**Exercise objective:** Copy the listing below line for line, starting at its first line and ending with the line that has "argument, highest priority)" in it. Add nothing.

**Provided information:**

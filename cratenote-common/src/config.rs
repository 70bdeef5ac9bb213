//! Configuration loading for CrateNote
//!
//! Configuration is resolved in priority order:
//! 1. Explicit path (command-line argument, highest priority)
//! 2. `CRATENOTE_CONFIG` environment variable
//! 3. Platform config directory (e.g. `~/.config/cratenote/config.toml`)
//! 4. Compiled defaults (fallback)

use crate::{Error, Result};
use serde::Deserialize;
use std::path::{Path, PathBuf};
use std::time::Duration;

const ENV_CONFIG_PATH: &str = "CRATENOTE_CONFIG";

/// Top-level configuration
#[derive(Debug, Clone, Default, Deserialize)]
#[serde(default)]
pub struct Config {
    pub api: ApiConfig,
    pub cache: CacheConfig,
}

/// Discogs API access settings
#[derive(Debug, Clone, Deserialize)]
#[serde(default)]
pub struct ApiConfig {
    /// Base URL of the Discogs REST API
    pub base_url: String,
    /// User-Agent header sent with every request (required by Discogs)
    pub user_agent: String,
    /// Personal access token; anonymous access when absent
    pub token: Option<String>,
    /// Request timeout in seconds
    pub timeout_secs: u64,
}

impl Default for ApiConfig {
    fn default() -> Self {
        Self {
            base_url: "https://api.discogs.com".to_string(),
            user_agent: "CrateNote/0.1.0 (+https://github.com/cratenote/cratenote)".to_string(),
            token: None,
            timeout_secs: 30,
        }
    }
}

/// Entity-name cache settings
#[derive(Debug, Clone, Deserialize)]
#[serde(default)]
pub struct CacheConfig {
    /// Key namespace prefix, e.g. "discogs" yields keys like "discogs-artist-123"
    pub namespace: String,
    /// Entry time-to-live in seconds
    pub ttl_secs: u64,
}

impl Default for CacheConfig {
    fn default() -> Self {
        Self {
            namespace: "discogs".to_string(),
            // Artist names and release titles essentially never change
            ttl_secs: 30 * 24 * 3600,
        }
    }
}

impl CacheConfig {
    /// TTL as a [`Duration`]
    pub fn ttl(&self) -> Duration {
        Duration::from_secs(self.ttl_secs)
    }
}

impl Config {
    /// Load configuration following the priority order documented at module
    /// level. A missing default config file is not an error; compiled
    /// defaults are used instead. An explicitly named file must exist.
    pub fn load(cli_path: Option<&Path>) -> Result<Self> {
        if let Some(path) = cli_path {
            return Self::from_file(path);
        }

        if let Ok(path) = std::env::var(ENV_CONFIG_PATH) {
            return Self::from_file(Path::new(&path));
        }

        if let Some(path) = default_config_path() {
            if path.exists() {
                return Self::from_file(&path);
            }
        }

        tracing::debug!("No config file found, using compiled defaults");
        Ok(Self::default())
    }

    /// Parse configuration from a TOML file
    pub fn from_file(path: &Path) -> Result<Self> {
        tracing::debug!(path = %path.display(), "Loading configuration");
        let contents = std::fs::read_to_string(path)?;
        toml::from_str(&contents)
            .map_err(|e| Error::Config(format!("{}: {}", path.display(), e)))
    }
}

/// Default configuration file path for the platform
fn default_config_path() -> Option<PathBuf> {
    dirs::config_dir().map(|d| d.join("cratenote").join("config.toml"))
}

#[cfg(test)]
mod tests {
    use super::*;
    use std::fs;
    use tempfile::TempDir;

    #[test]
    fn defaults_are_sane() {
        let config = Config::default();
        assert_eq!(config.api.base_url, "https://api.discogs.com");
        assert!(config.api.token.is_none());
        assert_eq!(config.cache.namespace, "discogs");
        assert_eq!(config.cache.ttl(), Duration::from_secs(30 * 24 * 3600));
    }

    #[test]
    fn from_file_overrides_defaults() {
        let dir = TempDir::new().unwrap();
        let path = dir.path().join("config.toml");
        fs::write(
            &path,
            r#"
[api]
token = "secret"
timeout_secs = 5

[cache]
namespace = "test"
ttl_secs = 3600
"#,
        )
        .unwrap();

        let config = Config::from_file(&path).unwrap();
        assert_eq!(config.api.token.as_deref(), Some("secret"));
        assert_eq!(config.api.timeout_secs, 5);
        // Unset fields keep their defaults
        assert_eq!(config.api.base_url, "https://api.discogs.com");
        assert_eq!(config.cache.namespace, "test");
        assert_eq!(config.cache.ttl_secs, 3600);
    }

    #[test]
    fn from_file_missing_is_io_error() {
        let dir = TempDir::new().unwrap();
        let result = Config::from_file(&dir.path().join("nope.toml"));
        assert!(matches!(result, Err(Error::Io(_))));
    }

    #[test]
    fn from_file_rejects_bad_toml() {
        let dir = TempDir::new().unwrap();
        let path = dir.path().join("config.toml");
        fs::write(&path, "[api\nbroken").unwrap();
        let result = Config::from_file(&path);
        assert!(matches!(result, Err(Error::Config(_))));
    }
}
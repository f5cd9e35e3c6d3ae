use plaza_protocol::PlayerId;

/// Why a signal was not forwarded.
#[derive(Debug, thiserror::Error, PartialEq, Eq)]
pub enum RelayError {
    /// The target is not a live, joined player. The signal is dropped and
    /// the sender is not told; its own call setup will time out.
    #[error("relay target {0} is not connected")]
    TargetUnavailable(PlayerId),
}
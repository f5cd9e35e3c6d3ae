//! Relationship keys: what a call session is *about*.

use std::fmt;

use plaza_protocol::{PlayerId, ZoneId};

/// An unordered pair of distinct players, stored low id first.
///
/// Because construction sorts the ids, `PeerPair::new(a, b)` and
/// `PeerPair::new(b, a)` are the same value, and both peers agree on
/// [`initiator`](Self::initiator) without exchanging a word.
#[derive(Debug, Clone, Copy, PartialEq, Eq, PartialOrd, Ord, Hash)]
pub struct PeerPair {
    low: PlayerId,
    high: PlayerId,
}

impl PeerPair {
    /// Returns `None` when `a == b`; nobody calls themselves.
    pub fn new(a: PlayerId, b: PlayerId) -> Option<Self> {
        match a.cmp(&b) {
            std::cmp::Ordering::Less => Some(Self { low: a, high: b }),
            std::cmp::Ordering::Greater => Some(Self { low: b, high: a }),
            std::cmp::Ordering::Equal => None,
        }
    }

    /// The side that starts negotiation: the smaller id.
    pub fn initiator(&self) -> PlayerId {
        self.low
    }

    /// Both members, initiator first.
    pub fn members(&self) -> [PlayerId; 2] {
        [self.low, self.high]
    }

    pub fn contains(&self, id: PlayerId) -> bool {
        self.low == id || self.high == id
    }

    /// The member that is not `id`, or `None` if `id` is not in the pair.
    pub fn other(&self, id: PlayerId) -> Option<PlayerId> {
        if id == self.low {
            Some(self.high)
        } else if id == self.high {
            Some(self.low)
        } else {
            None
        }
    }
}

/// A call relationship that is either true or false at any moment.
///
/// Ordered so sets of relationships iterate deterministically, which keeps
/// event order stable across runs.
#[derive(Debug, Clone, PartialEq, Eq, PartialOrd, Ord, Hash)]
pub enum Relationship {
    /// Two players within the call radius.
    Pair(PeerPair),
    /// A player standing in a zone. `room` rides along so a close event can
    /// still name the room after the player has walked away.
    Zone {
        player: PlayerId,
        zone: ZoneId,
        room: String,
    },
}

impl Relationship {
    /// Players this relationship binds together.
    pub fn participants(&self) -> Vec<PlayerId> {
        match self {
            Self::Pair(pair) => pair.members().to_vec(),
            Self::Zone { player, .. } => vec![*player],
        }
    }

    pub fn involves(&self, id: PlayerId) -> bool {
        match self {
            Self::Pair(pair) => pair.contains(id),
            Self::Zone { player, .. } => *player == id,
        }
    }
}

impl fmt::Display for Relationship {
    fn fmt(&self, f: &mut fmt::Formatter<'_>) -> fmt::Result {
        match self {
            Self::Pair(pair) => {
                let [a, b] = pair.members();
                write!(f, "{a}<->{b}")
            }
            Self::Zone { player, zone, .. } => write!(f, "{player}@{zone}"),
        }
    }
}
use std::time::Duration;

/// Errors raised while moving bytes to or from a client.
#[derive(Debug, thiserror::Error)]
pub enum TransportError {
    /// The client did not finish the upgrade handshake in time.
    #[error("handshake timed out after {0:?}")]
    HandshakeTimeout(Duration),

    /// Writing a frame failed.
    #[error("send failed: {0}")]
    SendFailed(#[source] std::io::Error),

    /// Reading a frame failed.
    #[error("receive failed: {0}")]
    ReceiveFailed(#[source] std::io::Error),

    /// Binding the listener, accepting a socket, or upgrading it failed.
    #[error("accept failed: {0}")]
    AcceptFailed(#[source] std::io::Error),
}
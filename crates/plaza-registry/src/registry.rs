//! The registry: every connected player, keyed by connection id.
//!
//! # Concurrency note
//!
//! `PlayerRegistry` is a plain owned struct, not a concurrent map. Exactly
//! one task (the world actor) owns it and applies mutations one at a time,
//! which is what rules out a `remove` racing a read of the same id.

use std::collections::HashMap;

use plaza_protocol::{Facing, PlayerId, Position, ZoneId};
use rand::Rng;

use crate::{Player, RegistryConfig, RegistryError};

/// All players currently in the world.
///
/// ```text
/// register() --> [present] --update_position()--> [present]
///                    |
///                    +--remove()--> [gone]  (further updates: UnknownConnection)
/// ```
pub struct PlayerRegistry {
    players: HashMap<PlayerId, Player>,

    /// Join order, kept in step with `players`. Only used so snapshots come
    /// out in a stable order.
    order: Vec<PlayerId>,

    config: RegistryConfig,
}

impl PlayerRegistry {
    pub fn new(config: RegistryConfig) -> Self {
        Self {
            players: HashMap::new(),
            order: Vec::new(),
            config: config.validated(),
        }
    }

    /// Adds a player at the spawn point.
    ///
    /// # Errors
    /// [`RegistryError::DuplicateConnection`] if `id` is already present.
    /// The existing record is left untouched.
    pub fn register(
        &mut self,
        id: PlayerId,
        name: impl Into<String>,
        role: impl Into<String>,
    ) -> Result<&Player, RegistryError> {
        if self.players.contains_key(&id) {
            tracing::error!(player_id = %id, "duplicate registration rejected");
            return Err(RegistryError::DuplicateConnection(id));
        }

        let player = Player {
            id,
            name: name.into(),
            role: role.into(),
            position: self.spawn_position(),
            facing: Facing::default(),
            zone: None,
        };
        tracing::info!(
            player_id = %id,
            name = %player.name,
            x = player.position.x,
            y = player.position.y,
            "player registered"
        );

        self.order.push(id);
        self.players.insert(id, player);
        Ok(self.players.get(&id).expect("just inserted"))
    }

    /// Records a new position and facing.
    ///
    /// Coordinates are taken as given; bounds and collisions are somebody
    /// else's concern.
    ///
    /// # Errors
    /// [`RegistryError::UnknownConnection`] if `id` is not registered. A
    /// removed player is never brought back by a late update.
    pub fn update_position(
        &mut self,
        id: PlayerId,
        position: Position,
        facing: Facing,
    ) -> Result<&Player, RegistryError> {
        let player = self
            .players
            .get_mut(&id)
            .ok_or(RegistryError::UnknownConnection(id))?;
        player.position = position;
        player.facing = facing;
        Ok(player)
    }

    /// Records which zone call the player is in (`None` for none).
    ///
    /// # Errors
    /// [`RegistryError::UnknownConnection`] if `id` is not registered.
    pub fn set_zone(&mut self, id: PlayerId, zone: Option<ZoneId>) -> Result<(), RegistryError> {
        let player = self
            .players
            .get_mut(&id)
            .ok_or(RegistryError::UnknownConnection(id))?;
        player.zone = zone;
        Ok(())
    }

    /// Removes a player. Idempotent: a second call returns `None`.
    pub fn remove(&mut self, id: PlayerId) -> Option<Player> {
        let removed = self.players.remove(&id)?;
        self.order.retain(|p| *p != id);
        tracing::info!(player_id = %id, "player removed");
        Some(removed)
    }

    /// Clones every player in join order.
    pub fn snapshot(&self) -> Vec<Player> {
        self.iter().cloned().collect()
    }

    /// Iterates players in join order without cloning.
    pub fn iter(&self) -> impl Iterator<Item = &Player> + '_ {
        self.order.iter().filter_map(|id| self.players.get(id))
    }

    pub fn get(&self, id: PlayerId) -> Option<&Player> {
        self.players.get(&id)
    }

    pub fn contains(&self, id: PlayerId) -> bool {
        self.players.contains_key(&id)
    }

    pub fn len(&self) -> usize {
        self.players.len()
    }

    pub fn is_empty(&self) -> bool {
        self.players.is_empty()
    }

    fn spawn_position(&self) -> Position {
        let spawn = self.config.spawn;
        let scatter = self.config.spawn_scatter;
        if !(scatter.is_finite() && scatter > 0.0) {
            return spawn;
        }
        // sqrt keeps the points uniform over the disc instead of bunching
        // up at the center.
        let mut rng = rand::rng();
        let angle = rng.random_range(0.0..std::f64::consts::TAU);
        let radius = scatter * rng.random::<f64>().sqrt();
        Position::new(spawn.x + radius * angle.cos(), spawn.y + radius * angle.sin())
    }
}

impl Default for PlayerRegistry {
    fn default() -> Self {
        Self::new(RegistryConfig::default())
    }
}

**Written solution:**
filename cratenote-common/src/config.rs
repository 70bdeef5ac9bb213
//! Configuration loading for CrateNote
//!
//! Configuration is resolved in priority order:
//! 1. Explicit path (command-line argument, highest priority)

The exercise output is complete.